To provide an opportunity to share the fruits of their work with the University community, the Department of Anthropology and the Ateneo Institute of Anthropology (AIA) conducted a series of research paper presentations at the 7th Floor Finster Hall Boardroom last July 19 and 20.
The two-day affair gave the two bodies an opportunity to share a selection of their combined work with the University community, and more importantly, to benefit from the critical appreciation of academic colleagues and students from other disciplines in the University.
The series of presentations marked the commemoration of Anthropology Month, an annual event which the two bodies wish to institutionalize within the University.
The department has focused on training the next generation of Filipino anthropologists, and the Institute has developed and pursued its research focus on land and resource issues, and the combined efforts of these two bodies provide a synergy that encourages graduate students to engage in ethnographic projects alongside their mentors. They also enabled the faculty to enrich their instructional tasks with the realities of fieldwork.
As a result, the Institute and the Department have completed 9 research projects, within a span of only four years.
Most of these studies have clear implications for policy-making, and have been presented and discussed in various fora— from large-scale conferences to small community meetings.
The paper presentations were organized in terms of themes. The first day focused on two papers on land and resource tenure and management, the central research agendum of the Institute. The papers were results of the “Land Access Study on Indigenous Peoples Using Ethnographic Methods“ done in Malita, Davao Occidental, and Sen. Ninoy Aquino, Sultan Kudarat.
The researches were done to provide policy inputs in the further development of the Department of Social Welfare and Development (DSWD)-led community development programs particularly in IP communities.
For the second day, another two papers were presented on Indigenous Knowledge Systems and Processes, a theme that grows out of the two bodies of engagement with resource issues, and yet goes beyond it, to embrace other aspects of Philippine culture.
The first paper “Revisiting the Tboli Sbu of Lake Sebu, South Cotabato, Philippines: Towards the Development of a Culture-Based Pedagogy and Curriculum for the Tboli Sbù Senior High School“ was a preliminary research done to support the ongoing partnership work on IP education in the area.

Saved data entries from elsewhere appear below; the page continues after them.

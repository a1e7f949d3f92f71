//! outreach — campaign dispatch service over a WhatsApp-style provider.

use std::{net::SocketAddr, sync::Arc};

use {
    anyhow::Context,
    clap::{Parser, Subcommand},
    sqlx::sqlite::SqlitePoolOptions,
    tracing::info,
    tracing_subscriber::EnvFilter,
};

use {
    outreach_gateway::{GatewayConfig, state::AppState},
    outreach_provider::EvolutionClient,
};

#[derive(Parser)]
#[command(name = "outreach", version, about = "Campaign dispatch service")]
struct Cli {
    #[command(subcommand)]
    command: Commands,

    /// Log level (trace, debug, info, warn, error).
    #[arg(long, global = true, default_value = "info")]
    log_level: String,
}

#[derive(Subcommand)]
enum Commands {
    /// Start the HTTP gateway and campaign engine.
    Serve {
        /// Address to bind to.
        #[arg(long, env = "OUTREACH_BIND", default_value = "127.0.0.1:8080")]
        bind: SocketAddr,

        /// SQLite database URL.
        #[arg(
            long,
            env = "OUTREACH_DATABASE_URL",
            default_value = "sqlite://outreach.db?mode=rwc"
        )]
        database_url: String,

        /// Base URL of the messaging provider API.
        #[arg(long, env = "OUTREACH_PROVIDER_URL")]
        provider_url: String,

        /// Global API key for the messaging provider.
        #[arg(long, env = "OUTREACH_PROVIDER_API_KEY", hide_env_values = true)]
        provider_api_key: String,
    },
    /// Run database migrations and exit.
    Migrate {
        #[arg(
            long,
            env = "OUTREACH_DATABASE_URL",
            default_value = "sqlite://outreach.db?mode=rwc"
        )]
        database_url: String,
    },
}

#[tokio::main]
async fn main() -> anyhow::Result<()> {
    dotenvy::dotenv().ok();
    let cli = Cli::parse();

    let filter =
        EnvFilter::try_from_default_env().unwrap_or_else(|_| EnvFilter::new(&cli.log_level));
    tracing_subscriber::fmt().with_env_filter(filter).init();

    match cli.command {
        Commands::Serve {
            bind,
            database_url,
            provider_url,
            provider_api_key,
        } => {
            let config = GatewayConfig {
                bind_addr: bind,
                database_url,
                provider_base_url: provider_url,
                provider_api_key,
            };
            serve(config).await
        },
        Commands::Migrate { database_url } => {
            let pool = connect(&database_url).await?;
            run_migrations(&pool).await?;
            info!("migrations applied");
            Ok(())
        },
    }
}

async fn connect(database_url: &str) -> anyhow::Result<sqlx::SqlitePool> {
    SqlitePoolOptions::new()
        .max_connections(5)
        .connect(database_url)
        .await
        .with_context(|| format!("failed to connect to {database_url}"))
}

async fn run_migrations(pool: &sqlx::SqlitePool) -> anyhow::Result<()> {
    outreach_channels::run_migrations(pool).await?;
    outreach_campaigns::run_migrations(pool).await?;
    Ok(())
}

async fn serve(config: GatewayConfig) -> anyhow::Result<()> {
    let pool = connect(&config.database_url).await?;
    run_migrations(&pool).await?;

    let provider = Arc::new(EvolutionClient::new(
        config.provider_base_url.clone(),
        config.provider_api_key.clone(),
    ));
    let state = AppState::build(pool, provider);

    outreach_gateway::server::serve(config.bind_addr, state).await
}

The second paper focused on Gender, Land Rights and Participatory Decision-Making, with a case study of the Dulangan Manobo and the Free and Prior Informed Consent (FPIC) in the renewal of an Industrial Forest Management Agreement (IFMA) in Sultan Kudarat.
Participants to the two-day presentation included graduate students from Anthropology and Theology (under the Saint Alphonsus Theological and Missiological Institute or SATMI ), friends from civil society, and faculty from the other departments.
The presentations hopefully enriched the University community’s appreciation of, and engagement with emergent and increasingly urgent conversations on peace and social justice, the environment, indigenous peoples’ rights, the concept of federalism, and indeed, the question of what it means to be a Filipino of the 21st century.
The Department of Anthropology and the AIA were both established in 2012, thanks to the vision and support of Fr. Joel Tabora, S.J.